Go to the line in the entries below that holds "reconciliation, device list" and repeat exactly from there through the line that holds "for dispatcher in dispatchers.iter().filter(|d|", inclusive.

**The data:**

* * * * * * * * *

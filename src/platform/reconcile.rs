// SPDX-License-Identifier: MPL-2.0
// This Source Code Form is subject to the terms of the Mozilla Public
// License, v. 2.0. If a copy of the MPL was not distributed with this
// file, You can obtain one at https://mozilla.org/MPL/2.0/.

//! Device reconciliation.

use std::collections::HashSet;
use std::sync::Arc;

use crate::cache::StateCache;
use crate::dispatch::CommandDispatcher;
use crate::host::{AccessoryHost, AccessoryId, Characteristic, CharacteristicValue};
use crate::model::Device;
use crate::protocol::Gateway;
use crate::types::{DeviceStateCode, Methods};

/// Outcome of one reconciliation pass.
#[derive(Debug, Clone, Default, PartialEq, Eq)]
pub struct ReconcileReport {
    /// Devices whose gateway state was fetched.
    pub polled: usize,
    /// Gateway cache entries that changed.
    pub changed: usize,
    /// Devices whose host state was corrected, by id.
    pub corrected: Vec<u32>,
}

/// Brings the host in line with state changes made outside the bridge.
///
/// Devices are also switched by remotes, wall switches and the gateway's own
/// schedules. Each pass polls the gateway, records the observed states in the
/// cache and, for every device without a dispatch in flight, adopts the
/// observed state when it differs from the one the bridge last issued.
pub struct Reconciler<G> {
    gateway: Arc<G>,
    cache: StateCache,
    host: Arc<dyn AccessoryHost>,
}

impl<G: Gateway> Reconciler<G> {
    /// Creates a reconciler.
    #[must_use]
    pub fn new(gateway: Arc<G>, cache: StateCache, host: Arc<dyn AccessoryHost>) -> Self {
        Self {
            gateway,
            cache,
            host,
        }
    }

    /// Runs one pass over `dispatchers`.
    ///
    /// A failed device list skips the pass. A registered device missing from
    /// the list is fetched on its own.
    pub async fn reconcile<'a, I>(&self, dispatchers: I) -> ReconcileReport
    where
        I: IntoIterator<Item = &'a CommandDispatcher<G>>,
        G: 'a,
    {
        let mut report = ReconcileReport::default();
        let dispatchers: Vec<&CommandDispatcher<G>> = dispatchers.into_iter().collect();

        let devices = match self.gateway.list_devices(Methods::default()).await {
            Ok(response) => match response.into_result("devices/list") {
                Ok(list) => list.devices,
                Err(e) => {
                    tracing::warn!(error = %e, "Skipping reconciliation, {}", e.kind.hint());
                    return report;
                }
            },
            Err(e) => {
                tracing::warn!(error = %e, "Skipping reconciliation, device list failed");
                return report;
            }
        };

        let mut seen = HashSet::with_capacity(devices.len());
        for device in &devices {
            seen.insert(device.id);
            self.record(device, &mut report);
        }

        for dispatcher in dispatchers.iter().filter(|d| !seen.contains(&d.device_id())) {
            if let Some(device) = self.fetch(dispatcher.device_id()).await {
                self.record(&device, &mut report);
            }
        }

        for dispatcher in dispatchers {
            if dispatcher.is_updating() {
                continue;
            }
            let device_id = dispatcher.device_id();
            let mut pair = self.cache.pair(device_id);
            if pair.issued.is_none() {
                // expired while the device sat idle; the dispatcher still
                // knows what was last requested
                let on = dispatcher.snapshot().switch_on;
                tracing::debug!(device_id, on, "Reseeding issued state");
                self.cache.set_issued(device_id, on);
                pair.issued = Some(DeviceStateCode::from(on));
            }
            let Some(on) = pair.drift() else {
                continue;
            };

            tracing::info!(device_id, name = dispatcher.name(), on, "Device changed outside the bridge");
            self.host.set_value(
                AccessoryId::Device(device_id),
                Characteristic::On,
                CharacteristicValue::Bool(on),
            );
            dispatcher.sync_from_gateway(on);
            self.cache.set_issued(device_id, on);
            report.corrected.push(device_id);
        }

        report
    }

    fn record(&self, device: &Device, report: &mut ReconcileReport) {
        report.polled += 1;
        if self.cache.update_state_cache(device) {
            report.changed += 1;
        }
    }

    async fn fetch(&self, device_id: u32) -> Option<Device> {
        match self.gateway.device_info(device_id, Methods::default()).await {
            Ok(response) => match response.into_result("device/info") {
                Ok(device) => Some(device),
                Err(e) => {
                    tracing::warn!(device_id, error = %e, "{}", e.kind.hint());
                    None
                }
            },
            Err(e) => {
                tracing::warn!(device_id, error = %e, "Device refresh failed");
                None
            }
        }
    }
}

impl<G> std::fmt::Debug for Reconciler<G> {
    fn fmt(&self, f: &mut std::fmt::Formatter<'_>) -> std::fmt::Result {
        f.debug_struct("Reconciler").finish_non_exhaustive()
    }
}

* * * * * * * * *

**Exercise solution:**
                tracing::warn!(error = %e, "Skipping reconciliation, device list failed");
                return report;
            }
        };

        let mut seen = HashSet::with_capacity(devices.len());
        for device in &devices {
            seen.insert(device.id);
            self.record(device, &mut report);
        }

        for dispatcher in dispatchers.iter().filter(|d| !seen.contains(&d.device_id())) {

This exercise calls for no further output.